Posted on 17 Dec 2025. Edited by: John Hunter. Read 111 times.
UK manufacturers ‘swimming against the tide’The latest CBI Economic Forecast has found that businesses are ‘swimming against the powerful tides of weak demand, elevated labour and energy costs, and ongoing domestic and global uncertainty’. In spite of these challenges, the CBI has upgraded its 2026 GDP growth projection from 1.0% to 1.3%, with the upward revision driven largely by a temporary boost to Government expenditure following the Autumn Budget.
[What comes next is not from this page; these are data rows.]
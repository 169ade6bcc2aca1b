use async_trait::async_trait;
use chrono::{DateTime, Utc};
use sqlx::migrate::Migrator;
use sqlx::sqlite::{SqliteConnectOptions, SqlitePool, SqlitePoolOptions};
use std::str::FromStr;
use tracing::{debug, info};

use super::{GenerationLog, Storage};
use crate::config::DatabaseConfig;
use crate::error::{StorageError, StorageResult};
use crate::session::{RoundRow, SessionRecord, SessionSummary};

/// Static migrator that embeds migrations at compile time
static MIGRATOR: Migrator = sqlx::migrate!("./migrations");

/// SQLite-backed storage implementation
#[derive(Clone)]
pub struct SqliteStorage {
    pool: SqlitePool,
}

impl SqliteStorage {
    /// Create a new SQLite storage instance
    pub async fn new(config: &DatabaseConfig) -> StorageResult<Self> {
        // Ensure parent directory exists
        if let Some(parent) = config.path.parent() {
            std::fs::create_dir_all(parent).map_err(|e| StorageError::Connection {
                message: format!("Failed to create database directory: {}", e),
            })?;
        }

        let database_url = format!("sqlite://{}?mode=rwc", config.path.display());

        let options = SqliteConnectOptions::from_str(&database_url)
            .map_err(|e| StorageError::Connection {
                message: format!("Invalid database URL: {}", e),
            })?
            .create_if_missing(true)
            .foreign_keys(true);

        let pool = SqlitePoolOptions::new()
            .max_connections(config.max_connections)
            .connect_with(options)
            .await
            .map_err(|e| StorageError::Connection {
                message: format!("Failed to connect to database: {}", e),
            })?;

        let storage = Self { pool };
        storage.run_migrations().await?;

        Ok(storage)
    }

    /// In-memory database, mainly for tests. A single connection keeps every
    /// query on the same database.
    pub async fn new_in_memory() -> StorageResult<Self> {
        let options = SqliteConnectOptions::from_str("sqlite::memory:")
            .map_err(|e| StorageError::Connection {
                message: format!("Invalid database URL: {}", e),
            })?
            .foreign_keys(true);

        let pool = SqlitePoolOptions::new()
            .max_connections(1)
            .connect_with(options)
            .await
            .map_err(|e| StorageError::Connection {
                message: format!("Failed to open in-memory database: {}", e),
            })?;

        let storage = Self { pool };
        storage.run_migrations().await?;
        Ok(storage)
    }

    /// Run database migrations using embedded sqlx migrations
    async fn run_migrations(&self) -> StorageResult<()> {
        info!("Running database migrations...");

        MIGRATOR.run(&self.pool).await.map_err(|e| StorageError::Migration {
            message: format!("Failed to run migrations: {}", e),
        })?;

        info!("Database migrations completed successfully");
        Ok(())
    }

    /// Get the underlying pool for advanced queries
    pub fn pool(&self) -> &SqlitePool {
        &self.pool
    }
}

#[async_trait]
impl Storage for SqliteStorage {
    async fn save_session_record(&self, record: &SessionRecord) -> StorageResult<()> {
        let document = serde_json::to_string(record)?;
        let mut tx = self.pool.begin().await?;

        sqlx::query(
            r#"
            INSERT INTO sessions (id, participant_id, phase, condition, round_count, created_at, ended_at, exported_at, record)
            VALUES (?, ?, ?, ?, ?, ?, ?, ?, ?)
            ON CONFLICT(id) DO UPDATE SET
                phase = excluded.phase,
                condition = excluded.condition,
                round_count = excluded.round_count,
                ended_at = excluded.ended_at,
                exported_at = excluded.exported_at,
                record = excluded.record
            "#,
        )
        .bind(&record.session_id)
        .bind(&record.participant_id)
        .bind(record.phase.as_str())
        .bind(record.condition.map(|c| c.as_str()))
        .bind(record.rounds.len() as i64)
        .bind(record.created_at.to_rfc3339())
        .bind(record.ended_at.map(|t| t.to_rfc3339()))
        .bind(record.exported_at.to_rfc3339())
        .bind(&document)
        .execute(&mut *tx)
        .await?;

        sqlx::query("DELETE FROM round_rows WHERE session_id = ?")
            .bind(&record.session_id)
            .execute(&mut *tx)
            .await?;

        for row in record.rows() {
            sqlx::query(
                r#"
                INSERT INTO round_rows (
                    session_id, participant_id, round_index, scaffolding_type, intensity,
                    node_count, edge_count, added_nodes, removed_nodes, added_edges, removed_edges,
                    node_coverage_pct, edge_coverage_pct, learner_turns, agent_turns,
                    generated_turns, fallback_turns, duration_secs, zpd_estimate, completion_reason
                )
                VALUES (?, ?, ?, ?, ?, ?, ?, ?, ?, ?, ?, ?, ?, ?, ?, ?, ?, ?, ?, ?)
                "#,
            )
            .bind(&row.session_id)
            .bind(&row.participant_id)
            .bind(row.round_index as i64)
            .bind(row.scaffolding_type.map(|k| k.as_str()))
            .bind(row.intensity.map(|i| i.as_str()))
            .bind(row.node_count as i64)
            .bind(row.edge_count as i64)
            .bind(row.added_nodes as i64)
            .bind(row.removed_nodes as i64)
            .bind(row.added_edges as i64)
            .bind(row.removed_edges as i64)
            .bind(row.node_coverage_pct)
            .bind(row.edge_coverage_pct)
            .bind(row.learner_turns as i64)
            .bind(row.agent_turns as i64)
            .bind(row.generated_turns as i64)
            .bind(row.fallback_turns as i64)
            .bind(row.duration_secs)
            .bind(row.zpd_estimate)
            .bind(row.completion_reason.map(|r| r.as_str()))
            .execute(&mut *tx)
            .await?;
        }

        tx.commit().await?;

        debug!(
            session_id = %record.session_id,
            rounds = record.rounds.len(),
            "Session record stored"
        );
        Ok(())
    }

    async fn get_session_record(&self, session_id: &str) -> StorageResult<Option<SessionRecord>> {
        let document: Option<(String,)> = sqlx::query_as("SELECT record FROM sessions WHERE id = ?")
            .bind(session_id)
            .fetch_optional(&self.pool)
            .await?;

        match document {
            Some((json,)) => Ok(Some(serde_json::from_str(&json)?)),
            None => Ok(None),
        }
    }

    async fn get_round_rows(&self, session_id: &str) -> StorageResult<Vec<RoundRow>> {
        let rows: Vec<RoundRowRecord> = sqlx::query_as(
            r#"
            SELECT session_id, participant_id, round_index, scaffolding_type, intensity,
                   node_count, edge_count, added_nodes, removed_nodes, added_edges, removed_edges,
                   node_coverage_pct, edge_coverage_pct, learner_turns, agent_turns,
                   generated_turns, fallback_turns, duration_secs, zpd_estimate, completion_reason
            FROM round_rows
            WHERE session_id = ?
            ORDER BY round_index ASC
            "#,
        )
        .bind(session_id)
        .fetch_all(&self.pool)
        .await?;

        rows.into_iter().map(RoundRow::try_from).collect()
    }

    async fn list_session_records(&self, limit: u32) -> StorageResult<Vec<SessionSummary>> {
        let rows: Vec<SessionSummaryRow> = sqlx::query_as(
            r#"
            SELECT id, participant_id, phase, round_count, created_at, ended_at
            FROM sessions
            ORDER BY created_at DESC
            LIMIT ?
            "#,
        )
        .bind(i64::from(limit))
        .fetch_all(&self.pool)
        .await?;

        Ok(rows.into_iter().map(|r| r.into()).collect())
    }

    async fn log_generation(&self, log: &GenerationLog) -> StorageResult<()> {
        sqlx::query(
            r#"
            INSERT INTO generation_logs (id, session_id, round_index, model, latency_ms, success, error, created_at)
            VALUES (?, ?, ?, ?, ?, ?, ?, ?)
            "#,
        )
        .bind(&log.id)
        .bind(&log.session_id)
        .bind(log.round_index as i64)
        .bind(&log.model)
        .bind(log.latency_ms)
        .bind(log.success)
        .bind(&log.error)
        .bind(log.created_at.to_rfc3339())
        .execute(&self.pool)
        .await?;

        Ok(())
    }

    async fn get_generation_logs(&self, session_id: &str) -> StorageResult<Vec<GenerationLog>> {
        let rows: Vec<GenerationLogRow> = sqlx::query_as(
            r#"
            SELECT id, session_id, round_index, model, latency_ms, success, error, created_at
            FROM generation_logs
            WHERE session_id = ?
            ORDER BY created_at ASC
            "#,
        )
        .bind(session_id)
        .fetch_all(&self.pool)
        .await?;

        Ok(rows.into_iter().map(|r| r.into()).collect())
    }
}

fn parse_timestamp(raw: &str) -> DateTime<Utc> {
    DateTime::parse_from_rfc3339(raw)
        .map(|dt| dt.with_timezone(&Utc))
        .unwrap_or_else(|_| Utc::now())
}

fn parse_column<T: FromStr<Err = String>>(raw: Option<String>) -> StorageResult<Option<T>> {
    raw.map(|value| value.parse::<T>())
        .transpose()
        .map_err(|message| StorageError::Query { message })
}

// Internal row types for SQLx mapping
#[derive(sqlx::FromRow)]
struct RoundRowRecord {
    session_id: String,
    participant_id: String,
    round_index: i64,
    scaffolding_type: Option<String>,
    intensity: Option<String>,
    node_count: i64,
    edge_count: i64,
    added_nodes: i64,
    removed_nodes: i64,
    added_edges: i64,
    removed_edges: i64,
    node_coverage_pct: Option<f64>,
    edge_coverage_pct: Option<f64>,
    learner_turns: i64,
    agent_turns: i64,
    generated_turns: i64,
    fallback_turns: i64,
    duration_secs: Option<i64>,
    zpd_estimate: Option<f64>,
    completion_reason: Option<String>,
}

impl TryFrom<RoundRowRecord> for RoundRow {
    type Error = StorageError;

    fn try_from(row: RoundRowRecord) -> Result<Self, Self::Error> {
        Ok(Self {
            session_id: row.session_id,
            participant_id: row.participant_id,
            round_index: row.round_index as usize,
            scaffolding_type: parse_column(row.scaffolding_type)?,
            intensity: parse_column(row.intensity)?,
            node_count: row.node_count as usize,
            edge_count: row.edge_count as usize,
            added_nodes: row.added_nodes as usize,
            removed_nodes: row.removed_nodes as usize,
            added_edges: row.added_edges as usize,
            removed_edges: row.removed_edges as usize,
            node_coverage_pct: row.node_coverage_pct,
            edge_coverage_pct: row.edge_coverage_pct,
            learner_turns: row.learner_turns as usize,
            agent_turns: row.agent_turns as usize,
            generated_turns: row.generated_turns as usize,
            fallback_turns: row.fallback_turns as usize,
            duration_secs: row.duration_secs,
            zpd_estimate: row.zpd_estimate,
            completion_reason: parse_column(row.completion_reason)?,
        })
    }
}

#[derive(sqlx::FromRow)]
struct SessionSummaryRow {
    id: String,
    participant_id: String,
    phase: String,
    round_count: i64,
    created_at: String,
    ended_at: Option<String>,
}

impl From<SessionSummaryRow> for SessionSummary {
    fn from(row: SessionSummaryRow) -> Self {
        Self {
            session_id: row.id,
            participant_id: row.participant_id,
            phase: row.phase,
            rounds: row.round_count as usize,
            created_at: parse_timestamp(&row.created_at),
            ended_at: row.ended_at.as_deref().map(parse_timestamp),
        }
    }
}

#[derive(sqlx::FromRow)]
struct GenerationLogRow {
    id: String,
    session_id: String,
    round_index: i64,
    model: Option<String>,
    latency_ms: i64,
    success: bool,
    error: Option<String>,
    created_at: String,
}

impl From<GenerationLogRow> for GenerationLog {
    fn from(row: GenerationLogRow) -> Self {
        Self {
            id: row.id,
            session_id: row.session_id,
            round_index: row.round_index as usize,
            model: row.model,
            latency_ms: row.latency_ms,
            success: row.success,
            error: row.error,
            created_at: parse_timestamp(&row.created_at),
        }
    }
}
However, solid headline GDP growth masks persistent weakness in private sector demand, and longer-term prospects will remain constrained by weak productivity and future fiscal tightening.

While the economy began 2025 on a firm note, momentum has softened significantly through the year – with CBI business surveys providing further evidence of consistent sluggishness in underlying activity. Looking ahead, the Economic Forecast highlights only modest growth in household spending, as real incomes growth slows, and weak business investment as key challenges for the longer-term outlook.

The CBI’s latest UK Economic Forecast shows: UK GDP growth in 2025 is projected to be 1.4% - an upgrade from our June forecast of 1.2% that reflects historical data revisions; UK GDP growth in 2026 is projected to rise by 1.3% - an upgrade from our June forecast of 1.0%; moderate GDP growth of 1.5% is expected through 2027; household spending is expected to remain modest, as slower real income growth and lingering caution weigh on consumption; business investment is expected to stay subdued through 2027, reflecting the impact of weak demand, high costs, and both domestic and international uncertainty dampening appetite to invest; inflation is projected to ease steadily, helped by fading price pressures, reaching 2.6% in 2026 and 2.3% in 2027; private sector employment growth is expected to remain muted, with higher labour costs and soft activity weighing on hiring; the unemployment rate is expected to hover around 5%, which is still low relative to historical standards; and two further Bank Rate cuts are expected (in December 2025 and early 2026), taking interest rates to 3.5%.

Louise Hellem, the CBI’s chief economist, said: “While it is welcome to see our growth forecast upgraded for next year, the mood music reads more ‘cautious optimism’ than ‘cause for celebration’. The momentum that we saw in early 2025 has clearly faded through the year, and our revised growth forecast has mostly been driven by a near-term boost in Government spending and investment – rather than addressing the underlying challenges that are holding the rest of the economy back.

“The forecast shows that the UK economy is continuing to face significant and persistent headwinds. Demand is fragile, domestic and global uncertainty is keeping a lid on business investment, and the cumulative burden of rising employment costs – from NLW and NICs hikes – is hitting firms’ profits and hiring plans. With businesses facing these combined pressures, we are unlikely to achieve the jump in activity needed to lift the UK's long-term growth ceiling.”

She concluded: “While the recent Budget did deliver much needed stability, too many bold choices were left unaddressed. If the Government is serious about restoring business confidence and turbo-charging its own growth mission, it must urgently address some of the biggest barriers to competitiveness — particularly crippling business energy costs, a costly and overcomplicated business tax regime, and uncertainty around future employment costs.”